Items from a dataset:
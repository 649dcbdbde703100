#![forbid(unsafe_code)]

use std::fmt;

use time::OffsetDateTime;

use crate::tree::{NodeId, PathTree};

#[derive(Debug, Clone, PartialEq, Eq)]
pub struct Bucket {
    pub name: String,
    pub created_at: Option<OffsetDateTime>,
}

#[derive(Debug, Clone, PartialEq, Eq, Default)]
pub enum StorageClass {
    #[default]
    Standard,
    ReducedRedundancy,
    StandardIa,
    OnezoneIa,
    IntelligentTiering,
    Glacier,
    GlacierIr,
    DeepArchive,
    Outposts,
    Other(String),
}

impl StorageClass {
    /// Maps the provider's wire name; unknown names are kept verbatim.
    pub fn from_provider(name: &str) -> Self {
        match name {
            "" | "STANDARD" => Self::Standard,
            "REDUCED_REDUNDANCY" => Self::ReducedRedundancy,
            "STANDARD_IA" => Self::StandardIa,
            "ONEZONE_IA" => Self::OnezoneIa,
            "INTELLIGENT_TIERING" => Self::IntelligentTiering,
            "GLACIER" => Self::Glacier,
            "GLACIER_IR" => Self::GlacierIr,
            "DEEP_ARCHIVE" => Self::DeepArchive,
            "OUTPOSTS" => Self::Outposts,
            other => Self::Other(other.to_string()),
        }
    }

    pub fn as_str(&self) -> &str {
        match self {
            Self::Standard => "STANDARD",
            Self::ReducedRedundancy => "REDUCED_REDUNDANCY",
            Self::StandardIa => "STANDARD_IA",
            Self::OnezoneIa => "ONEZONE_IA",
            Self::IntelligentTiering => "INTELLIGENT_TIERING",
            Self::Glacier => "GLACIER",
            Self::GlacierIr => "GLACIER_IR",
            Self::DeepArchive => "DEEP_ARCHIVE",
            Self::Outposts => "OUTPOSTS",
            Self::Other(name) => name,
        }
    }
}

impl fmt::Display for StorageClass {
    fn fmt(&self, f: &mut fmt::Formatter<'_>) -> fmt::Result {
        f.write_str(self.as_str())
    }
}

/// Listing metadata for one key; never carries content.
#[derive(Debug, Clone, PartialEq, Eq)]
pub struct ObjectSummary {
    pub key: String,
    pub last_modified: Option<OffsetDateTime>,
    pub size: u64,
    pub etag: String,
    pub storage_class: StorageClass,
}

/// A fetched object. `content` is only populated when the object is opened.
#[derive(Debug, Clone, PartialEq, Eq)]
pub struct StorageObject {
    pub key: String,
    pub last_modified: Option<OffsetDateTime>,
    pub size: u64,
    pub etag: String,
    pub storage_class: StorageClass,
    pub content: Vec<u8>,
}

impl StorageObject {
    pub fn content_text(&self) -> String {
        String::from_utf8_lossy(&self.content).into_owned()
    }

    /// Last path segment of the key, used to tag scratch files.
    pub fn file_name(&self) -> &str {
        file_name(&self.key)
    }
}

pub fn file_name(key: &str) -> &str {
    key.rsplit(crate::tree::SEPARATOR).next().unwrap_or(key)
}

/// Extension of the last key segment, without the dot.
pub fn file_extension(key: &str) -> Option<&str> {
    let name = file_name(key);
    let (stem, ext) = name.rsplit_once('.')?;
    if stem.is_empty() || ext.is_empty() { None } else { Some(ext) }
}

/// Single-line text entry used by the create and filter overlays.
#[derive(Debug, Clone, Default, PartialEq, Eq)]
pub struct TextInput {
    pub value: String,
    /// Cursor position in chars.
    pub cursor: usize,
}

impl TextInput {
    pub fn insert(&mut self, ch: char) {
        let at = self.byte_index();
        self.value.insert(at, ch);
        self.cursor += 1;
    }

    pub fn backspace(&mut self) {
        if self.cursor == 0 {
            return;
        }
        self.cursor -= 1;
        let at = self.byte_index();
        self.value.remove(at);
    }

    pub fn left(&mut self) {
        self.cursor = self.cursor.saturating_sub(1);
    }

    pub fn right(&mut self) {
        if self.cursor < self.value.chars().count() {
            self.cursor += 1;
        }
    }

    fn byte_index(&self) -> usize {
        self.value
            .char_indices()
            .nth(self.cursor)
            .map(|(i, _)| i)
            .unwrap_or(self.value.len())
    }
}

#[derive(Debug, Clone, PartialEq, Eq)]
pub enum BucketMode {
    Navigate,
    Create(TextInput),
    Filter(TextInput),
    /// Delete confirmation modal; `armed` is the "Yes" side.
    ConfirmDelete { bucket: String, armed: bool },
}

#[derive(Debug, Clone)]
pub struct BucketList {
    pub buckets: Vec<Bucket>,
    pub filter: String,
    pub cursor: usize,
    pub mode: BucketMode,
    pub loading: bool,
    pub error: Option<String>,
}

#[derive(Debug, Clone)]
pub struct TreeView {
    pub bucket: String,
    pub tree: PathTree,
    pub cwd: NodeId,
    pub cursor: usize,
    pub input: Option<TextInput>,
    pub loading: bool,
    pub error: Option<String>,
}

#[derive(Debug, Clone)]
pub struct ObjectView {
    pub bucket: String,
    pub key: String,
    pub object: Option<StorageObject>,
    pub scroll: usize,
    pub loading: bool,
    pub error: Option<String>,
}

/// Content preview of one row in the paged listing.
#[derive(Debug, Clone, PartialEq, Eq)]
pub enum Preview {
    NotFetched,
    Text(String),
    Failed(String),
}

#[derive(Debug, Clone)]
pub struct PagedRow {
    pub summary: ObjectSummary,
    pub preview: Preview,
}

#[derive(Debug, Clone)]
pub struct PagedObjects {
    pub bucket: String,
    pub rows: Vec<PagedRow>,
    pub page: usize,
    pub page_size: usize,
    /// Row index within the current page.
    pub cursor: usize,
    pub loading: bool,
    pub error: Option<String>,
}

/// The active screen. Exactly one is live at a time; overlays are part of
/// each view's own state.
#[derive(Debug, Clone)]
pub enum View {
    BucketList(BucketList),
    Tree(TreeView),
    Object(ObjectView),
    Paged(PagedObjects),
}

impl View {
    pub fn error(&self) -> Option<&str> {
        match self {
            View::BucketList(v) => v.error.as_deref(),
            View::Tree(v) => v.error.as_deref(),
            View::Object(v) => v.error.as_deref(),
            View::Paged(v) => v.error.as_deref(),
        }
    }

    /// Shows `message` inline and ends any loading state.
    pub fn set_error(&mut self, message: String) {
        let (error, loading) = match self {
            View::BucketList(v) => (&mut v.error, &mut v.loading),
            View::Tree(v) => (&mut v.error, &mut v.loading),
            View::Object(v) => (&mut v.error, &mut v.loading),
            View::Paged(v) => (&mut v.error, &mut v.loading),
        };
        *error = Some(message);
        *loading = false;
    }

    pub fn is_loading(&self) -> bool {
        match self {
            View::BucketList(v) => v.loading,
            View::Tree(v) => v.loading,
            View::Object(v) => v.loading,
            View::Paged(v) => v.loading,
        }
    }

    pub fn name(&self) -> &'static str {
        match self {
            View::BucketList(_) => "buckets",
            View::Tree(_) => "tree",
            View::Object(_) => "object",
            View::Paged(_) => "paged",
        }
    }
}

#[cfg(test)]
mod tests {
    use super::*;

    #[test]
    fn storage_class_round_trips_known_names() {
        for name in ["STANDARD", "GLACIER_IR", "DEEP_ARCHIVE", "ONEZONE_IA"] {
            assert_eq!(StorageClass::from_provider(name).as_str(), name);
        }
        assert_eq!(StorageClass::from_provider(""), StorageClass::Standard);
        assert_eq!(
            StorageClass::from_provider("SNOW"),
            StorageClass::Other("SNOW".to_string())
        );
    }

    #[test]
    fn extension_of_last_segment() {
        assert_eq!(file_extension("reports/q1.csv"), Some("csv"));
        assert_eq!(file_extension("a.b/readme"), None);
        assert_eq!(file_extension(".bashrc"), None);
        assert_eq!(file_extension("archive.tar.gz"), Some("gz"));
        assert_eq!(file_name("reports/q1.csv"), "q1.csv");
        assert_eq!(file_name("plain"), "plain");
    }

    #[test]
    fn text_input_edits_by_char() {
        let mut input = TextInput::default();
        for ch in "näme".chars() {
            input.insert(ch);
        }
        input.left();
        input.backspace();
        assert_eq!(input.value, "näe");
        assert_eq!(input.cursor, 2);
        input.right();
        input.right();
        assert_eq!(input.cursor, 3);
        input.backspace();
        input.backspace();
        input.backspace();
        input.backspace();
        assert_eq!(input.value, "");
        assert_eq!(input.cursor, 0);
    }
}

PROBLEM STATEMENT:
Reproduce the entries above exactly, but only the lines between the line holding "f.write_str(self.as_str())" and the line holding "pub struct StorageObject", inclusive.

OUTPUT BELOW:
        f.write_str(self.as_str())
    }
}

/// Listing metadata for one key; never carries content.
#[derive(Debug, Clone, PartialEq, Eq)]
pub struct ObjectSummary {
    pub key: String,
    pub last_modified: Option<OffsetDateTime>,
    pub size: u64,
    pub etag: String,
    pub storage_class: StorageClass,
}

/// A fetched object. `content` is only populated when the object is opened.
#[derive(Debug, Clone, PartialEq, Eq)]
pub struct StorageObject {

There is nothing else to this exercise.